*YOUR TASK:* Which lines below hold the word "Serialize"? Copy all of them.
::: GIVEN DATA
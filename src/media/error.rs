use thiserror::Error;

/// Everything that can go wrong between a `MediaSource` and the speakers.
///
/// None of these are fatal to the host; the widget turns them into an
/// inline "unable to play" notice.
#[derive(Debug, Clone, PartialEq, Eq, Error)]
pub enum MediaError {
    #[error("media source is empty")]
    EmptySource,
    #[error("unsupported media scheme `{0}`")]
    UnsupportedScheme(String),
    #[error("failed to read {path}: {reason}")]
    Io { path: String, reason: String },
    #[error("failed to fetch {url}: {reason}")]
    Http { url: String, reason: String },
    #[error("failed to decode {0}")]
    Decode(String),
    #[error("no audio output device: {0}")]
    NoOutput(String),
}
use std::env;
use std::path::PathBuf;

use crossterm::event::{DisableMouseCapture, EnableMouseCapture};
use crossterm::execute;
use crossterm::terminal::{EnterAlternateScreen, LeaveAlternateScreen, disable_raw_mode, enable_raw_mode};
use ratatui::{Terminal, backend::CrosstermBackend};

use crate::app::{App, PlayRoute};
use crate::catalog::load_catalog;
use crate::media::{NotificationBus, RodioPlatform};

mod event_loop;
mod logging;
mod settings;

pub fn run() -> Result<(), Box<dyn std::error::Error>> {
    let (settings, warning) = settings::load_settings();
    if let Err(e) = logging::init_logging(&settings.logging) {
        eprintln!("hydrophone: logging disabled: {e}");
    }
    if let Some(msg) = warning {
        log::warn!("{msg}");
    }

    let arg = env::args().nth(1).map(PathBuf::from);
    let recordings = load_catalog(arg.as_deref(), &settings.catalog)?;
    log::info!("catalog loaded: {} recordings", recordings.len());

    let platform = RodioPlatform::new(&settings.player, &settings.network);
    let bus = NotificationBus::new();
    let mut app = App::new(
        recordings,
        settings.ui.records_per_page,
        PlayRoute::from(settings.player.route),
    );

    enable_raw_mode()?;
    let mut stdout = std::io::stdout();
    execute!(stdout, EnterAlternateScreen, EnableMouseCapture)?;
    let backend = CrosstermBackend::new(stdout);
    let mut terminal = Terminal::new(backend)?;

    let run_result = event_loop::run(&mut terminal, &settings, &mut app, &platform, &bus);
    app.shutdown();

    disable_raw_mode()?;
    execute!(
        terminal.backend_mut(),
        LeaveAlternateScreen,
        DisableMouseCapture
    )?;
    terminal.show_cursor()?;

    run_result
}
use super::dates::DateFilter;
use super::model::Recording;

#[derive(Debug, Clone, Copy, PartialEq, Eq)]
pub struct VesselOption {
    pub name: &'static str,
    pub description: &'static str,
}

/// Vessel categories offered by the search form's autocomplete.
pub const VESSEL_OPTIONS: [VesselOption; 6] = [
    VesselOption {
        name: "Container Ship",
        description: "Large cargo vessel for containers",
    },
    VesselOption {
        name: "Oil Tanker",
        description: "Ship designed to transport oil",
    },
    VesselOption {
        name: "Cruise Ship",
        description: "Passenger vessel for tourism",
    },
    VesselOption {
        name: "Fishing Vessel",
        description: "Commercial fishing boat",
    },
    VesselOption {
        name: "Naval Ship",
        description: "Military naval vessel",
    },
    VesselOption {
        name: "Research Vessel",
        description: "Scientific research ship",
    },
];

/// Options whose name contains `input` (case-insensitive). Empty input offers nothing.
pub fn vessel_suggestions(input: &str) -> Vec<&'static VesselOption> {
    let needle = input.trim().to_lowercase();
    if needle.is_empty() {
        return Vec::new();
    }
    VESSEL_OPTIONS
        .iter()
        .filter(|o| o.name.to_lowercase().contains(&needle))
        .collect()
}

/// A submitted search.
#[derive(Debug, Clone, Default, PartialEq, Eq)]
pub struct SearchQuery {
    pub vessel: String,
    pub date: DateFilter,
}

impl SearchQuery {
    pub fn matches(&self, rec: &Recording) -> bool {
        let vessel = self.vessel.trim().to_lowercase();
        (vessel.is_empty() || rec.vessel.to_lowercase().contains(&vessel))
            && self.date.matches(&rec.date)
    }

    /// Indices of the matching recordings, in catalog order.
    pub fn filter(&self, recordings: &[Recording]) -> Vec<usize> {
        recordings
            .iter()
            .enumerate()
            .filter(|(_, r)| self.matches(r))
            .map(|(i, _)| i)
            .collect()
    }
}
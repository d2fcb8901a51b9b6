//! The inline clip player: progress model, decorative waveform and the
//! widget that composes them around one `MediaHandle`.

mod progress;
mod waveform;
mod widget;

pub use progress::{PlaybackSnapshot, ProgressModel, format_time};
pub use waveform::{WaveformModel, scrub_fraction};
pub use widget::{CloseOutcome, PlaybackWidget, ToggleOutcome, WidgetState};
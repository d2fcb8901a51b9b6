//! Media handle binding: one decodable clip bound to the platform audio sink.
//!
//! A `MediaHandle` only *requests* actions (load, play, pause, seek). The
//! platform answers asynchronously through `Notification`s on the
//! `NotificationBus`, and those notifications are the only thing that moves
//! displayed state.

mod bus;
mod error;
mod events;
#[cfg(test)]
pub(crate) mod fake;
mod fetch;
mod handle;
mod platform;
mod rodio_platform;
mod source;

pub use bus::{Emitter, NotificationBus, Subscriptions};
pub use error::MediaError;
pub use events::{HandleId, MediaEvent, Notification};
pub use handle::MediaHandle;
pub use platform::{MediaCmd, Platform, Transport};
pub use rodio_platform::RodioPlatform;
pub use source::{MediaSource, SourceKind};
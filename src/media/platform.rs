use std::time::Duration;

use super::bus::Emitter;
use super::source::MediaSource;

/// Requests a handle forwards to the platform.
#[derive(Debug, Clone, PartialEq)]
pub enum MediaCmd {
    /// Fetch and decode the source. No playback starts.
    Load(MediaSource),
    /// Start playback, or queue it until the clip is ready.
    Play,
    /// Stop playback and keep the position.
    Pause,
    /// Jump to an already-clamped position.
    Seek(Duration),
    /// Stop everything and release the output.
    Shutdown,
}

/// The platform's audio decode/output path, seen from one handle.
pub trait Transport {
    fn request(&mut self, cmd: MediaCmd);
}

/// Factory for transports; one transport per handle.
pub trait Platform {
    /// Open a transport that reports back through `emitter`. Opening never
    /// fails synchronously: problems arrive later as `MediaEvent::Failed`.
    fn open(&self, emitter: Emitter) -> Box<dyn Transport>;
}
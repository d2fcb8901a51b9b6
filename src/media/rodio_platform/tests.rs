use std::cell::{Cell, RefCell};
use std::path::PathBuf;
use std::rc::Rc;

use tempfile::TempDir;

use super::*;
use crate::media::bus::NotificationBus;

/// Mono 16-bit PCM WAV, `samples` long at `rate` Hz.
fn wav_bytes(rate: u32, samples: u32) -> Vec<u8> {
    let spec = hound::WavSpec {
        channels: 1,
        sample_rate: rate,
        bits_per_sample: 16,
        sample_format: hound::SampleFormat::Int,
    };
    let mut buf = Cursor::new(Vec::new());
    {
        let mut writer = hound::WavWriter::new(&mut buf, spec).unwrap();
        for i in 0..samples {
            writer.write_sample(((i % 64) as i16 - 32) * 256).unwrap();
        }
        writer.finalize().unwrap();
    }
    buf.into_inner()
}

fn close_to(a: Duration, b: Duration) -> bool {
    a.abs_diff(b) < Duration::from_millis(20)
}

#[derive(Default)]
struct VoiceState {
    playing: Cell<bool>,
    stopped: Cell<bool>,
    finished: Cell<bool>,
    elapsed: Cell<Duration>,
}

struct ScriptedVoice(Rc<VoiceState>);

impl Voice for ScriptedVoice {
    fn play(&self) {
        self.0.playing.set(true);
    }

    fn pause(&self) {
        self.0.playing.set(false);
    }

    fn stop(&self) {
        self.0.playing.set(false);
        self.0.stopped.set(true);
    }

    fn elapsed(&self) -> Duration {
        self.0.elapsed.get()
    }

    fn is_finished(&self) -> bool {
        self.0.finished.get()
    }
}

/// Output that hands out scripted voices and remembers where each started.
#[derive(Default)]
struct ScriptedOutput {
    starts: RefCell<Vec<Duration>>,
    voices: RefCell<Vec<Rc<VoiceState>>>,
}

impl Output for ScriptedOutput {
    fn voice_at(&self, _bytes: &Arc<[u8]>, start_at: Duration) -> Result<Box<dyn Voice>, MediaError> {
        let state = Rc::new(VoiceState::default());
        self.starts.borrow_mut().push(start_at);
        self.voices.borrow_mut().push(state.clone());
        Ok(Box::new(ScriptedVoice(state)))
    }
}

impl ScriptedOutput {
    fn voice(&self, i: usize) -> Rc<VoiceState> {
        self.voices.borrow()[i].clone()
    }

    fn last_voice(&self) -> Rc<VoiceState> {
        self.voices.borrow().last().cloned().unwrap()
    }
}

struct Rig {
    bus: NotificationBus,
    emitter: Emitter,
    out: ScriptedOutput,
    pb: Playback,
    path: PathBuf,
    _dir: TempDir,
}

impl Rig {
    /// One second of audio on disk, nothing loaded yet.
    fn new() -> Self {
        let dir = tempfile::tempdir().unwrap();
        let path = dir.path().join("clip.wav");
        std::fs::write(&path, wav_bytes(8_000, 8_000)).unwrap();
        let bus = NotificationBus::new();
        let emitter = bus.subscriptions().subscribe();
        Self {
            bus,
            emitter,
            out: ScriptedOutput::default(),
            pb: Playback::new(),
            path,
            _dir: dir,
        }
    }

    /// Loaded and drained; returns the clip duration.
    fn loaded() -> (Self, Duration) {
        let mut rig = Self::new();
        let source = MediaSource::new(rig.path.display().to_string()).unwrap();
        rig.send(MediaCmd::Load(source));
        rig.events();
        let d = rig.pb.duration().unwrap();
        (rig, d)
    }

    fn send(&mut self, cmd: MediaCmd) -> Flow {
        apply_command(
            &mut self.pb,
            cmd,
            &self.out,
            &NetworkSettings::default(),
            &self.emitter,
        )
    }

    fn tick(&mut self) {
        on_tick(&mut self.pb, &self.emitter);
    }

    fn events(&self) -> Vec<MediaEvent> {
        self.bus.drain().into_iter().map(|n| n.event).collect()
    }
}

#[test]
fn read_duration_reads_pcm_wav_length() {
    let bytes: Arc<[u8]> = Arc::from(wav_bytes(8_000, 8_000));
    let source = MediaSource::new("one-second.wav").unwrap();
    let d = read_duration(&bytes, &source).unwrap().unwrap();
    assert!(close_to(d, Duration::from_secs(1)), "got {d:?}");

    let bytes: Arc<[u8]> = Arc::from(wav_bytes(16_000, 4_000));
    let d = read_duration(&bytes, &source).unwrap().unwrap();
    assert!(close_to(d, Duration::from_millis(250)), "got {d:?}");
}

#[test]
fn read_duration_rejects_junk_bytes() {
    let bytes: Arc<[u8]> = Arc::from(&b"definitely not audio, just text"[..]);
    let source = MediaSource::new("junk.wav").unwrap();
    assert!(matches!(
        read_duration(&bytes, &source),
        Err(MediaError::Decode(_))
    ));
}

#[test]
fn local_file_is_fetched_and_decoded() {
    let rig = Rig::new();
    let on_disk = std::fs::read(&rig.path).unwrap();

    for raw in [
        rig.path.display().to_string(),
        format!("file://{}", rig.path.display()),
    ] {
        let source = MediaSource::new(raw).unwrap();
        let bytes = fetch_bytes(&source, &NetworkSettings::default()).unwrap();
        assert_eq!(&bytes[..], &on_disk[..]);

        let clip = load_clip(&source, &NetworkSettings::default()).unwrap();
        assert!(close_to(clip.duration.unwrap(), Duration::from_secs(1)));
    }
}

#[test]
fn unsupported_scheme_and_missing_file_are_rejected() {
    let ftp = MediaSource::new("ftp://example.org/clip.wav").unwrap();
    assert_eq!(
        fetch_bytes(&ftp, &NetworkSettings::default()).map(|_| ()),
        Err(MediaError::UnsupportedScheme("ftp".to_string()))
    );

    let dir = tempfile::tempdir().unwrap();
    let missing = MediaSource::new(dir.path().join("gone.wav").display().to_string()).unwrap();
    assert!(matches!(
        load_clip(&missing, &NetworkSettings::default()),
        Err(MediaError::Io { .. })
    ));
}

#[test]
fn load_reports_duration_then_start_position() {
    let mut rig = Rig::new();
    let source = MediaSource::new(rig.path.display().to_string()).unwrap();
    assert_eq!(rig.send(MediaCmd::Load(source)), Flow::Continue);

    let events = rig.events();
    assert_eq!(events.len(), 2);
    match &events[0] {
        MediaEvent::DurationKnown(d) => assert!(close_to(*d, Duration::from_secs(1))),
        other => panic!("expected DurationKnown, got {other:?}"),
    }
    assert_eq!(events[1], MediaEvent::PositionChanged(Duration::ZERO));
    assert!(rig.out.starts.borrow().is_empty());
}

#[test]
fn failed_load_reports_failure_and_drops_queued_play() {
    let mut rig = Rig::new();
    rig.send(MediaCmd::Play);
    let missing = MediaSource::new(format!("{}.missing", rig.path.display())).unwrap();
    rig.send(MediaCmd::Load(missing));

    let events = rig.events();
    assert_eq!(events.len(), 1);
    assert!(matches!(events[0], MediaEvent::Failed(MediaError::Io { .. })));
    assert!(!rig.pb.play_queued);
    assert!(!rig.pb.playing);
}

#[test]
fn play_before_load_starts_once_loaded() {
    let mut rig = Rig::new();
    rig.send(MediaCmd::Play);
    assert!(rig.events().is_empty());

    let source = MediaSource::new(rig.path.display().to_string()).unwrap();
    rig.send(MediaCmd::Load(source));
    let events = rig.events();
    assert_eq!(events.last(), Some(&MediaEvent::Playing));
    assert_eq!(rig.out.starts.borrow().as_slice(), &[Duration::ZERO]);
    assert!(rig.out.last_voice().playing.get());
}

#[test]
fn seek_past_end_is_clamped_to_duration() {
    let (mut rig, d) = Rig::loaded();
    rig.send(MediaCmd::Seek(Duration::from_secs(60)));

    assert_eq!(rig.events(), vec![MediaEvent::PositionChanged(d)]);
    assert_eq!(rig.out.starts.borrow().last(), Some(&d));
    assert_eq!(rig.pb.base, d);
}

#[test]
fn seek_while_playing_replaces_voice_and_keeps_playing() {
    let (mut rig, _) = Rig::loaded();
    rig.send(MediaCmd::Play);
    rig.events();

    let target = Duration::from_millis(400);
    rig.send(MediaCmd::Seek(target));
    assert_eq!(rig.events(), vec![MediaEvent::PositionChanged(target)]);
    assert!(rig.out.voice(0).stopped.get());
    assert!(rig.out.voice(1).playing.get());
    assert_eq!(rig.out.starts.borrow()[1], target);
}

#[test]
fn seek_before_load_does_nothing() {
    let mut rig = Rig::new();
    rig.send(MediaCmd::Seek(Duration::from_secs(1)));
    assert!(rig.events().is_empty());
}

#[test]
fn pause_reports_position_then_paused() {
    let (mut rig, _) = Rig::loaded();
    rig.send(MediaCmd::Play);
    rig.events();
    rig.out.last_voice().elapsed.set(Duration::from_millis(300));

    rig.send(MediaCmd::Pause);
    assert_eq!(
        rig.events(),
        vec![
            MediaEvent::PositionChanged(Duration::from_millis(300)),
            MediaEvent::Paused
        ]
    );
    assert!(!rig.out.last_voice().playing.get());

    // Ticks are silent while paused.
    rig.tick();
    assert!(rig.events().is_empty());
}

#[test]
fn reported_position_never_exceeds_duration() {
    let (mut rig, d) = Rig::loaded();
    rig.send(MediaCmd::Play);
    rig.events();
    rig.out.last_voice().elapsed.set(d + Duration::from_secs(5));

    rig.tick();
    assert_eq!(rig.events(), vec![MediaEvent::PositionChanged(d)]);
}

#[test]
fn end_of_clip_reports_end_position_then_ended() {
    let (mut rig, d) = Rig::loaded();
    rig.send(MediaCmd::Play);
    assert_eq!(rig.events(), vec![MediaEvent::Playing]);

    let voice = rig.out.last_voice();
    voice.elapsed.set(Duration::from_millis(500));
    rig.tick();
    assert_eq!(
        rig.events(),
        vec![MediaEvent::PositionChanged(Duration::from_millis(500))]
    );

    voice.finished.set(true);
    rig.tick();
    assert_eq!(
        rig.events(),
        vec![MediaEvent::PositionChanged(d), MediaEvent::Ended]
    );
    assert!(!rig.pb.playing);
    assert!(rig.pb.ended);
    assert!(voice.stopped.get());

    rig.tick();
    assert!(rig.events().is_empty());

    // Play after the end only repeats Ended.
    rig.send(MediaCmd::Play);
    assert_eq!(rig.events(), vec![MediaEvent::Ended]);

    // Seeking back re-opens the clip.
    rig.send(MediaCmd::Seek(Duration::ZERO));
    assert_eq!(rig.events(), vec![MediaEvent::PositionChanged(Duration::ZERO)]);
    rig.send(MediaCmd::Play);
    assert_eq!(rig.events(), vec![MediaEvent::Playing]);
    assert!(rig.out.last_voice().playing.get());
}

#[test]
fn shutdown_stops_voice_and_exits() {
    let (mut rig, _) = Rig::loaded();
    rig.send(MediaCmd::Play);
    assert_eq!(rig.send(MediaCmd::Shutdown), Flow::Exit);
    assert!(rig.out.last_voice().stopped.get());
    assert!(!rig.pb.playing);
}

#[test]
fn failed_thread_spawn_fails_the_load() {
    let rig = Rig::new();
    spawn_failed(&rig.emitter, &std::io::Error::other("resource temporarily unavailable"));
    let events = rig.events();
    assert_eq!(events.len(), 1);
    assert!(matches!(events[0], MediaEvent::Failed(MediaError::NoOutput(_))));
}
//! Timed host events for the driver
//!
//! A script is a TOML document of `[[step]]` tables, each firing one
//! command at a point in simulated time:
//!
//! ```toml
//! [[step]]
//! at = 0.0
//! command = "play"
//! track = "title_screen"
//!
//! [[step]]
//! at = 4.0
//! command = "set_fading"
//! enabled = false
//! ```

use crate::error::{DriverError, Result};
use serde::{Deserialize, Serialize};
use std::path::Path;
use std::time::Duration;

/// Host event fed to the music player
#[derive(Debug, Clone, PartialEq, Serialize, Deserialize)]
#[serde(tag = "command", rename_all = "snake_case")]
pub enum Command {
    /// Play a configured track
    Play {
        track: String,
        #[serde(default = "default_looping")]
        looping: bool,
    },

    /// Stop the music (fades out when fading is on)
    Stop,

    /// Turn crossfading on or off
    SetFading { enabled: bool },

    /// Change the max volume
    SetMaxVolume { volume: f32 },

    /// Change the fade edge length
    SetFadeSpeed { seconds: f32 },

    /// Log the player's configuration and slot states
    Report,
}

fn default_looping() -> bool {
    true
}

/// One command scheduled at `at` seconds
#[derive(Debug, Clone, PartialEq, Serialize, Deserialize)]
pub struct Step {
    pub at: f32,

    #[serde(flatten)]
    pub command: Command,
}

impl Step {
    pub fn new(at: f32, command: Command) -> Self {
        Self { at, command }
    }

    /// Scheduled time as a `Duration`
    pub fn time(&self) -> Duration {
        Duration::try_from_secs_f32(self.at.max(0.0)).unwrap_or(Duration::MAX)
    }
}

/// Steps ordered by time
#[derive(Debug, Clone, Default, PartialEq, Serialize, Deserialize)]
pub struct Script {
    #[serde(default, rename = "step")]
    steps: Vec<Step>,
}

impl Script {
    /// Build a script, ordering steps by time
    ///
    /// Steps sharing a time keep their given order.
    pub fn new(steps: Vec<Step>) -> Result<Self> {
        if let Some(step) = steps.iter().find(|s| !s.at.is_finite() || s.at < 0.0) {
            return Err(DriverError::Script(format!(
                "Step time must be a non-negative number of seconds, got {}",
                step.at
            )));
        }

        let mut steps = steps;
        steps.sort_by(|a, b| a.at.total_cmp(&b.at));
        Ok(Self { steps })
    }

    /// Parse a TOML script
    pub fn parse(source: &str) -> Result<Self> {
        let raw: Script = toml::from_str(source)?;
        Self::new(raw.steps)
    }

    /// Read and parse a TOML script file
    pub fn from_file(path: &Path) -> Result<Self> {
        let source = std::fs::read_to_string(path)?;
        Self::parse(&source)
    }

    /// Built-in walkthrough of crossfades, fading toggles and stop
    pub fn demo() -> Self {
        let play = |track: &str| Command::Play {
            track: track.to_string(),
            looping: true,
        };

        let steps = vec![
            Step::new(0.0, play("title_screen")),
            Step::new(3.0, Command::Report),
            Step::new(4.0, play("game")),
            Step::new(5.0, play("title_screen")),
            Step::new(9.0, Command::Report),
            Step::new(10.0, Command::SetMaxVolume { volume: 60.0 }),
            Step::new(11.0, Command::SetFading { enabled: false }),
            Step::new(12.0, play("game")),
            Step::new(13.0, Command::SetFading { enabled: true }),
            Step::new(13.0, Command::SetFadeSpeed { seconds: 0.5 }),
            Step::new(13.5, Command::SetMaxVolume { volume: 100.0 }),
            Step::new(16.0, Command::Stop),
            Step::new(20.0, Command::Report),
        ];

        Self { steps }
    }

    pub fn steps(&self) -> &[Step] {
        &self.steps
    }

    pub fn is_empty(&self) -> bool {
        self.steps.is_empty()
    }

    /// Time of the last step
    pub fn end(&self) -> Duration {
        self.steps.last().map(Step::time).unwrap_or_default()
    }
}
::::::
*EXERCISE RESPONSE:*
use serde::{Deserialize, Serialize};
#[derive(Debug, Clone, PartialEq, Serialize, Deserialize)]
#[derive(Debug, Clone, PartialEq, Serialize, Deserialize)]
#[derive(Debug, Clone, Default, PartialEq, Serialize, Deserialize)]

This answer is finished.